§ **Your task**
Check every line below, and copy those that include "TokenService".
Provided data: Begin
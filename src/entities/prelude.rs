pub use super::mechanics::Entity as Mechanics;
pub use super::otp_codes::Entity as OtpCodes;
pub use super::rate_limits::Entity as RateLimits;
pub use super::refresh_tokens::Entity as RefreshTokens;
pub use super::users::Entity as Users;
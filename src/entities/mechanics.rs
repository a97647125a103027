use sea_orm::entity::prelude::*;
use serde::Serialize;

/// Mechanic service profile. Only rows that are simultaneously `online`
/// and `approved` are eligible for proximity matching.
#[derive(Clone, Debug, PartialEq, DeriveEntityModel, Serialize)]
#[sea_orm(table_name = "mechanics")]
pub struct Model {
    #[sea_orm(primary_key)]
    pub id: i32,

    pub user_id: String,

    pub workshop_name: String,

    pub latitude: f64,

    pub longitude: f64,

    pub online: bool,

    /// Verification status set by platform admins.
    pub approved: bool,

    pub created_at: String,
}

#[derive(Copy, Clone, Debug, EnumIter, DeriveRelation)]
pub enum Relation {}

impl ActiveModelBehavior for ActiveModel {}
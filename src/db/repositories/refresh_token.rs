use anyhow::{Context, Result};
use chrono::{Duration, Utc};
use sea_orm::{ActiveModelTrait, ColumnTrait, DatabaseConnection, EntityTrait, QueryFilter, Set};
use sha2::{Digest, Sha256};

use crate::entities::refresh_tokens;

/// SHA-256 hex digest of a raw refresh token. Only the digest is ever
/// persisted, limiting blast radius if storage is compromised.
#[must_use]
pub fn hash_token(raw: &str) -> String {
    let mut hasher = Sha256::new();
    hasher.update(raw.as_bytes());
    format!("{:x}", hasher.finalize())
}

pub struct RefreshTokenRepository {
    conn: DatabaseConnection,
}

impl RefreshTokenRepository {
    #[must_use]
    pub const fn new(conn: DatabaseConnection) -> Self {
        Self { conn }
    }

    pub async fn store(&self, user_id: &str, raw_token: &str, ttl: Duration) -> Result<()> {
        let now = Utc::now();
        refresh_tokens::ActiveModel {
            token_hash: Set(hash_token(raw_token)),
            user_id: Set(user_id.to_string()),
            expires_at: Set(now + ttl),
            created_at: Set(now.to_rfc3339()),
            ..Default::default()
        }
        .insert(&self.conn)
        .await
        .context("Failed to store refresh token")?;

        Ok(())
    }

    /// Claim a refresh token for rotation. The DELETE is the atomic claim:
    /// of two racing redeems only one observes `rows_affected == 1`, so a
    /// token is redeemable at most once.
    pub async fn redeem(&self, raw_token: &str) -> Result<Option<String>> {
        let row = refresh_tokens::Entity::find()
            .filter(refresh_tokens::Column::TokenHash.eq(hash_token(raw_token)))
            .filter(refresh_tokens::Column::ExpiresAt.gt(Utc::now()))
            .one(&self.conn)
            .await
            .context("Failed to look up refresh token")?;

        let Some(row) = row else {
            return Ok(None);
        };

        let user_id = row.user_id.clone();
        let result = refresh_tokens::Entity::delete_by_id(row.id)
            .exec(&self.conn)
            .await
            .context("Failed to claim refresh token")?;

        if result.rows_affected == 1 {
            Ok(Some(user_id))
        } else {
            // Lost the race to a concurrent redeem.
            Ok(None)
        }
    }

    /// Logout. Revoking an already-absent token is not an error.
    pub async fn revoke(&self, raw_token: &str) -> Result<()> {
        refresh_tokens::Entity::delete_many()
            .filter(refresh_tokens::Column::TokenHash.eq(hash_token(raw_token)))
            .exec(&self.conn)
            .await
            .context("Failed to revoke refresh token")?;

        Ok(())
    }

    pub async fn purge_expired(&self) -> Result<u64> {
        let result = refresh_tokens::Entity::delete_many()
            .filter(refresh_tokens::Column::ExpiresAt.lte(Utc::now()))
            .exec(&self.conn)
            .await
            .context("Failed to purge expired refresh tokens")?;

        Ok(result.rows_affected)
    }
}
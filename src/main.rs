use roadcall::{Config, run};

fn main() -> anyhow::Result<()> {
    let config = Config::load()?;
    let worker_threads = config.general.worker_threads;

    let mut builder = tokio::runtime::Builder::new_multi_thread();
    builder.enable_all();

    if worker_threads > 0 {
        builder.worker_threads(worker_threads);
    }

    let runtime = builder.build()?;
    runtime.block_on(run())
}
pub mod mechanic;
pub mod otp;
pub mod rate_limit;
pub mod refresh_token;
pub mod user;
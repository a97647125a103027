use axum::{
    Json,
    body::Bytes,
    extract::{Request, State},
    http::{HeaderMap, HeaderValue, header},
    middleware::Next,
    response::{IntoResponse, Response},
};
use std::str::FromStr;
use std::sync::Arc;

use super::{
    ApiError, ApiResponse, AppState, MessageResponse, RefreshRequest, SendOtpRequest,
    SendOtpResponse, SessionResponse, VerifyOtpRequest,
};
use crate::entities::users::Role;
use crate::services::session::SessionTokens;

pub const ACCESS_COOKIE: &str = "access_token";

// ============================================================================
// Middleware
// ============================================================================

/// Strict per-route auth: a valid access token or 401. The verified
/// claims land in request extensions for handlers to pick up.
pub async fn require_auth(
    State(state): State<Arc<AppState>>,
    mut request: Request,
    next: Next,
) -> Result<Response, ApiError> {
    let Some(token) = extract_token(request.headers()) else {
        return Err(ApiError::Unauthorized("Not authenticated".to_string()));
    };

    let Some(claims) = state.tokens.verify_access_token(&token) else {
        return Err(ApiError::TokenRejected);
    };

    tracing::Span::current().record("user_id", claims.sub.as_str());
    request.extensions_mut().insert(claims);

    Ok(next.run(request).await)
}

/// Single place a bearer credential is pulled from a request: the
/// `access_token` cookie first, then `Authorization: Bearer`.
pub fn extract_token(headers: &HeaderMap) -> Option<String> {
    if let Some(token) = cookie_value(headers, ACCESS_COOKIE) {
        return Some(token);
    }

    if let Some(auth_header) = headers.get(header::AUTHORIZATION)
        && let Ok(auth_str) = auth_header.to_str()
        && let Some(token) = auth_str.strip_prefix("Bearer ")
    {
        let token = token.trim();
        if !token.is_empty() {
            return Some(token.to_string());
        }
    }

    None
}

pub fn cookie_value(headers: &HeaderMap, name: &str) -> Option<String> {
    let cookies = headers.get(header::COOKIE)?.to_str().ok()?;

    cookies.split(';').find_map(|pair| {
        let (key, value) = pair.trim().split_once('=')?;
        (key == name && !value.is_empty()).then(|| value.to_string())
    })
}

// ============================================================================
// Handlers
// ============================================================================

/// POST /auth/send-otp
/// Issue a one-time code for the phone, creating no account yet.
pub async fn send_otp(
    State(state): State<Arc<AppState>>,
    Json(payload): Json<SendOtpRequest>,
) -> Result<Json<ApiResponse<SendOtpResponse>>, ApiError> {
    let role = Role::from_str(&payload.role)
        .map_err(|_| ApiError::validation(format!("Unknown role '{}'", payload.role)))?;

    let otp = state.sessions.request_otp(&payload.phone, role).await?;

    Ok(Json(ApiResponse::success(SendOtpResponse {
        message: "OTP sent".to_string(),
        otp,
    })))
}

/// POST /auth/verify-otp
/// Exchange a valid code for a token pair; first login creates the
/// account with the requested role.
pub async fn verify_otp(
    State(state): State<Arc<AppState>>,
    Json(payload): Json<VerifyOtpRequest>,
) -> Result<Response, ApiError> {
    let session = state
        .sessions
        .verify_otp(&payload.phone, &payload.otp)
        .await?;

    Ok(session_response(&state, session))
}

/// POST /auth/refresh-token
/// Rotate the refresh token; the presented one is spent either way.
pub async fn refresh_token(
    State(state): State<Arc<AppState>>,
    body: Bytes,
) -> Result<Response, ApiError> {
    let Some(raw) = refresh_token_from(&body) else {
        return Err(ApiError::validation("Missing refresh token"));
    };

    let session = state.sessions.refresh(&raw).await?;

    Ok(session_response(&state, session))
}

/// POST /auth/logout
/// Revoke the refresh token and clear the access cookie. Idempotent.
pub async fn logout(
    State(state): State<Arc<AppState>>,
    body: Bytes,
) -> Result<Response, ApiError> {
    if let Some(raw) = refresh_token_from(&body) {
        state.sessions.logout(&raw).await?;
    }

    let mut response = Json(ApiResponse::success(MessageResponse {
        message: "Logged out".to_string(),
    }))
    .into_response();

    append_cookie(&mut response, &clear_cookie(ACCESS_COOKIE));

    Ok(response)
}

// ============================================================================
// Helpers
// ============================================================================

/// Refresh credential from the request body. The refresh token is never
/// carried in a cookie: it would ride along on every site request, while
/// it belongs only to the dedicated refresh and logout calls.
fn refresh_token_from(body: &[u8]) -> Option<String> {
    serde_json::from_slice::<RefreshRequest>(body)
        .ok()
        .and_then(|payload| payload.refresh_token)
}

fn session_response(state: &AppState, session: SessionTokens) -> Response {
    let access_ttl_secs = state.config.auth.access_ttl_minutes * 60;

    let body = SessionResponse {
        access_token: session.access_token.clone(),
        refresh_token: session.refresh_token,
        user: session.user.into(),
    };

    let mut response = Json(ApiResponse::success(body)).into_response();

    append_cookie(
        &mut response,
        &session_cookie(ACCESS_COOKIE, &session.access_token, access_ttl_secs),
    );

    response
}

fn session_cookie(name: &str, value: &str, max_age_secs: i64) -> String {
    format!("{name}={value}; Path=/; Max-Age={max_age_secs}; HttpOnly; SameSite=Lax")
}

pub fn clear_cookie(name: &str) -> String {
    format!("{name}=; Path=/; Max-Age=0; HttpOnly; SameSite=Lax")
}

pub fn append_cookie(response: &mut Response, cookie: &str) {
    if let Ok(value) = HeaderValue::from_str(cookie) {
        response.headers_mut().append(header::SET_COOKIE, value);
    }
}
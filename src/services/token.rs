use chrono::{Duration, Utc};
use jsonwebtoken::errors::ErrorKind;
use jsonwebtoken::{Algorithm, DecodingKey, EncodingKey, Header, Validation, decode, encode};
use serde::{Deserialize, Serialize};

use crate::entities::users::Role;

/// Claims carried by a short-lived access token.
#[derive(Debug, Clone, Serialize, Deserialize)]
pub struct AccessClaims {
    /// User id.
    pub sub: String,
    pub role: Role,
    pub iat: i64,
    pub exp: i64,
}

/// Claims carried by a refresh token. The signature proves provenance;
/// single-use is enforced separately against the stored hash.
#[derive(Debug, Clone, Serialize, Deserialize)]
pub struct RefreshClaims {
    pub sub: String,
    pub iat: i64,
    pub exp: i64,
    /// Random id so two tokens minted in the same second still differ.
    pub jti: String,
}

/// Outcome of checking an access token at the edge. `Expired` means the
/// signature verified but the token is past its lifetime, which callers
/// may treat more leniently than an outright forgery.
#[derive(Debug, Clone)]
pub enum TokenCheck {
    Valid(AccessClaims),
    Expired,
    Invalid,
}

#[derive(Clone)]
pub struct TokenService {
    access_encoding: EncodingKey,
    access_decoding: DecodingKey,
    refresh_encoding: EncodingKey,
    refresh_decoding: DecodingKey,
    access_ttl: Duration,
    refresh_ttl: Duration,
}

impl TokenService {
    #[must_use]
    pub fn new(
        access_secret: &str,
        refresh_secret: &str,
        access_ttl: Duration,
        refresh_ttl: Duration,
    ) -> Self {
        Self {
            access_encoding: EncodingKey::from_secret(access_secret.as_bytes()),
            access_decoding: DecodingKey::from_secret(access_secret.as_bytes()),
            refresh_encoding: EncodingKey::from_secret(refresh_secret.as_bytes()),
            refresh_decoding: DecodingKey::from_secret(refresh_secret.as_bytes()),
            access_ttl,
            refresh_ttl,
        }
    }

    #[must_use]
    pub const fn refresh_ttl(&self) -> Duration {
        self.refresh_ttl
    }

    pub fn issue_access_token(&self, user_id: &str, role: Role) -> anyhow::Result<String> {
        let now = Utc::now();
        let claims = AccessClaims {
            sub: user_id.to_string(),
            role,
            iat: now.timestamp(),
            exp: (now + self.access_ttl).timestamp(),
        };

        Ok(encode(&Header::default(), &claims, &self.access_encoding)?)
    }

    pub fn issue_refresh_token(&self, user_id: &str) -> anyhow::Result<String> {
        let now = Utc::now();
        let claims = RefreshClaims {
            sub: user_id.to_string(),
            iat: now.timestamp(),
            exp: (now + self.refresh_ttl).timestamp(),
            jti: uuid::Uuid::new_v4().to_string(),
        };

        Ok(encode(&Header::default(), &claims, &self.refresh_encoding)?)
    }

    /// Strict verification, used by request auth. Expired and invalid
    /// collapse to `None`.
    #[must_use]
    pub fn verify_access_token(&self, token: &str) -> Option<AccessClaims> {
        match self.check_access_token(token) {
            TokenCheck::Valid(claims) => Some(claims),
            TokenCheck::Expired | TokenCheck::Invalid => None,
        }
    }

    /// Lenient classification, used by the edge gate to distinguish a
    /// stale-but-genuine token from garbage.
    #[must_use]
    pub fn check_access_token(&self, token: &str) -> TokenCheck {
        let validation = Validation::new(Algorithm::HS256);

        match decode::<AccessClaims>(token, &self.access_decoding, &validation) {
            Ok(data) => TokenCheck::Valid(data.claims),
            Err(err) if matches!(err.kind(), ErrorKind::ExpiredSignature) => TokenCheck::Expired,
            Err(_) => TokenCheck::Invalid,
        }
    }

    #[must_use]
    pub fn verify_refresh_token(&self, token: &str) -> Option<RefreshClaims> {
        let validation = Validation::new(Algorithm::HS256);

        decode::<RefreshClaims>(token, &self.refresh_decoding, &validation)
            .map(|data| data.claims)
            .ok()
    }
}
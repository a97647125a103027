use sea_orm::entity::prelude::*;

use super::users::Role;

/// One-time password issued for a phone number.
///
/// At most one live (unverified, unexpired) row exists per phone: a new
/// send deletes prior rows before inserting (replace-not-append).
#[derive(Clone, Debug, PartialEq, Eq, DeriveEntityModel)]
#[sea_orm(table_name = "otp_codes")]
pub struct Model {
    #[sea_orm(primary_key)]
    pub id: i32,

    pub phone: String,

    pub code: String,

    pub role: Role,

    pub expires_at: DateTimeUtc,

    /// Set once on successful verification; verified rows never match again.
    pub verified: bool,

    pub created_at: String,
}

#[derive(Copy, Clone, Debug, EnumIter, DeriveRelation)]
pub enum Relation {}

impl ActiveModelBehavior for ActiveModel {}
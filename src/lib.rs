pub mod api;
pub mod config;
pub mod db;
pub mod entities;
pub mod services;

use tokio::signal;

pub use config::Config;
use services::cleanup::CleanupService;
use tracing::{error, info};
use tracing_subscriber::EnvFilter;

pub async fn run() -> anyhow::Result<()> {
    dotenvy::dotenv().ok();

    let config = Config::load()?;
    config.validate()?;

    use tracing_subscriber::{layer::SubscriberExt, util::SubscriberInitExt};

    let env_filter = EnvFilter::try_from_default_env()
        .unwrap_or_else(|_| EnvFilter::new(&config.general.log_level));

    tracing_subscriber::registry()
        .with(env_filter)
        .with(tracing_subscriber::fmt::layer())
        .init();

    let args: Vec<String> = std::env::args().collect();

    if args.len() < 2 {
        print_help();
        return Ok(());
    }

    match args[1].as_str() {
        "daemon" | "-d" | "--daemon" => run_daemon(config).await,

        "cleanup" => run_cleanup_once(config).await,

        "init" | "--init" => {
            Config::create_default_if_missing()?;
            println!("✓ Config file created. Edit config.toml and run again.");
            Ok(())
        }

        "help" | "-h" | "--help" => {
            print_help();
            Ok(())
        }

        _ => {
            println!("Unknown command: {}", args[1]);
            println!();
            print_help();
            Ok(())
        }
    }
}

fn print_help() {
    println!("Roadcall - Vehicle Breakdown Assistance Platform");
    println!("OTP auth, session tokens, and mechanic proximity matching");
    println!();
    println!("USAGE:");
    println!("  roadcall <COMMAND>");
    println!();
    println!("COMMANDS:");
    println!("  daemon            Run the API server with background sweeps");
    println!("  cleanup           Run a single expiry sweep and exit");
    println!("  init              Create default config file");
    println!("  help              Show this help message");
    println!();
    println!("CONFIG:");
    println!("  Edit config.toml to configure the server, auth, and geo defaults.");
    println!("  Set ROADCALL_ACCESS_SECRET / ROADCALL_REFRESH_SECRET in production.");
}

async fn run_daemon(config: Config) -> anyhow::Result<()> {
    info!(
        "Roadcall v{} starting in daemon mode...",
        env!("CARGO_PKG_VERSION")
    );

    let state = api::create_app_state_from_config(config.clone()).await?;

    let cleanup = std::sync::Arc::new(CleanupService::new(
        state.store.clone(),
        config.cleanup.clone(),
    ));
    let cleanup_handle = {
        let cleanup = std::sync::Arc::clone(&cleanup);
        tokio::spawn(async move {
            if let Err(e) = cleanup.start().await {
                error!("Cleanup service error: {}", e);
            }
        })
    };

    let port = config.server.port;
    let app = api::router(state);
    let addr = format!("0.0.0.0:{}", port);
    let listener = tokio::net::TcpListener::bind(&addr).await?;

    let server_handle = tokio::spawn(async move {
        info!("🌐 API server running at http://0.0.0.0:{}", port);
        if let Err(e) = axum::serve(listener, app).await {
            error!("Server error: {}", e);
        }
    });

    info!("Daemon running. Press Ctrl+C to stop.");

    match signal::ctrl_c().await {
        Ok(()) => {
            info!("Shutdown signal received");
        }
        Err(e) => {
            error!("Error listening for shutdown: {}", e);
        }
    }

    cleanup.stop().await;
    cleanup_handle.abort();
    server_handle.abort();
    info!("Daemon stopped");

    Ok(())
}

async fn run_cleanup_once(config: Config) -> anyhow::Result<()> {
    let store = db::Store::with_pool_options(
        &config.general.database_path,
        config.general.max_db_connections,
        config.general.min_db_connections,
    )
    .await?;

    let cleanup = CleanupService::new(store, config.cleanup);
    cleanup.run_once().await?;

    info!("Expiry sweep complete");
    Ok(())
}
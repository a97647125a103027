use axum::{
    extract::{Request, State},
    middleware::Next,
    response::{IntoResponse, Redirect, Response},
};
use std::sync::Arc;
use tracing::debug;

use super::AppState;
use super::auth::{ACCESS_COOKIE, append_cookie, clear_cookie, extract_token};
use crate::services::token::TokenCheck;

/// Page prefixes that require a session before the app shell is served.
const PROTECTED_PREFIXES: &[&str] = &[
    "/dashboard",
    "/breakdowns",
    "/mechanics",
    "/workshops",
    "/marketplace",
    "/orders",
    "/disputes",
    "/analytics",
    "/settings",
];

const LOGIN_PATH: &str = "/login";

/// Edge gate over page navigation. API routes carry their own strict
/// auth and pass straight through; protected pages bounce to the login
/// page when no credible token is present.
///
/// An expired token with a good signature is let through: the page
/// shell loads and the client refreshes the session in the background,
/// instead of punting a returning user to the login screen.
pub async fn edge_gate(
    State(state): State<Arc<AppState>>,
    request: Request,
    next: Next,
) -> Response {
    let path = request.uri().path().to_string();

    if !is_protected_page(&path) {
        return next.run(request).await;
    }

    let Some(token) = extract_token(request.headers()) else {
        debug!(path = %path, "no token on protected page, redirecting");
        return Redirect::to(LOGIN_PATH).into_response();
    };

    match state.tokens.check_access_token(&token) {
        TokenCheck::Valid(_) | TokenCheck::Expired => next.run(request).await,
        TokenCheck::Invalid => {
            debug!(path = %path, "invalid token on protected page, clearing cookie");
            let mut response = Redirect::to(LOGIN_PATH).into_response();
            append_cookie(&mut response, &clear_cookie(ACCESS_COOKIE));
            response
        }
    }
}

fn is_protected_page(path: &str) -> bool {
    if path.starts_with("/api/") || is_static_asset(path) {
        return false;
    }

    PROTECTED_PREFIXES.iter().any(|prefix| {
        path == *prefix
            || path
                .strip_prefix(prefix)
                .is_some_and(|rest| rest.starts_with('/'))
    })
}

fn is_static_asset(path: &str) -> bool {
    std::path::Path::new(path)
        .extension()
        .is_some_and(|ext| ext.to_str().is_some())
}

#[cfg(test)]
mod tests {
    use super::*;

    #[test]
    fn test_protected_prefix_matching() {
        assert!(is_protected_page("/dashboard"));
        assert!(is_protected_page("/dashboard/overview"));
        assert!(is_protected_page("/mechanics/42"));
        assert!(!is_protected_page("/"));
        assert!(!is_protected_page("/login"));
        assert!(!is_protected_page("/dashboarding"));
    }

    #[test]
    fn test_api_routes_are_not_gated() {
        assert!(!is_protected_page("/api/auth/send-otp"));
        assert!(!is_protected_page("/api/mechanics/nearby"));
    }

    #[test]
    fn test_static_assets_pass_through() {
        assert!(!is_protected_page("/dashboard/app.js"));
        assert!(!is_protected_page("/settings/logo.png"));
    }
}
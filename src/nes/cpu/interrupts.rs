// See: https://www.nesdev.org/wiki/CPU_interrupts

use std::cell::Cell;
use std::rc::Rc;

pub const VEC_NMI: u16 = 0xFFFA;
pub const VEC_RESET: u16 = 0xFFFC;
pub const VEC_IRQ: u16 = 0xFFFE;

#[derive(Debug, PartialEq, Eq, Clone, Copy)]
pub enum InterruptType {
    Nmi, // Non-maskable interrupt (triggered from PPU at VBLANK)
    Irq,
    Brk, // Software-defined interrupt
}

#[derive(Debug, PartialEq, Eq, Clone, Copy)]
pub struct Interrupt {
    pub interrupt_type: InterruptType,
    pub vector_addr: u16,
    /// Whether the pushed copy of P carries the B flag
    pub pushes_break: bool,
}

pub const NMI: Interrupt = Interrupt {
    interrupt_type: InterruptType::Nmi,
    vector_addr: VEC_NMI,
    pushes_break: false,
};

pub const BRK: Interrupt = Interrupt {
    interrupt_type: InterruptType::Brk,
    vector_addr: VEC_IRQ, // BRK shares the IRQ vector
    pushes_break: true,
};

pub const IRQ: Interrupt = Interrupt {
    interrupt_type: InterruptType::Irq,
    vector_addr: VEC_IRQ,
    pushes_break: false,
};

/// Zero-argument callback handed to interrupt sources (APU, mappers)
pub type IrqCallback = Box<dyn FnMut()>;

/// Shared IRQ request line.
///
/// Sources raise it through callbacks produced by [`IrqLine::trigger`]; the machine
/// drains it into `Cpu::request_irq` at the next instruction boundary.
#[derive(Clone, Default)]
pub struct IrqLine {
    raised: Rc<Cell<bool>>,
}

impl IrqLine {
    pub fn new() -> Self {
        Self::default()
    }

    pub fn trigger(&self) -> IrqCallback {
        let raised = Rc::clone(&self.raised);
        Box::new(move || raised.set(true))
    }

    pub fn raise(&self) {
        self.raised.set(true);
    }

    pub fn is_raised(&self) -> bool {
        self.raised.get()
    }

    pub fn clear(&self) {
        self.raised.set(false);
    }
}

#[cfg(test)]
mod tests {
    use super::*;

    #[test]
    fn trigger_callbacks_share_one_line() {
        let line = IrqLine::new();
        let mut apu_irq = line.trigger();
        let mut mapper_irq = line.trigger();
        assert!(!line.is_raised());

        apu_irq();
        assert!(line.is_raised());
        line.clear();
        assert!(!line.is_raised());

        mapper_irq();
        assert!(line.is_raised());
    }

    #[test]
    fn brk_is_the_only_entry_pushing_break() {
        assert!(BRK.pushes_break);
        assert!(!NMI.pushes_break);
        assert!(!IRQ.pushes_break);
        assert_eq!(BRK.vector_addr, IRQ.vector_addr);
    }
}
Provided data: End
§ **Response for this exercise**
pub struct TokenService {
impl TokenService {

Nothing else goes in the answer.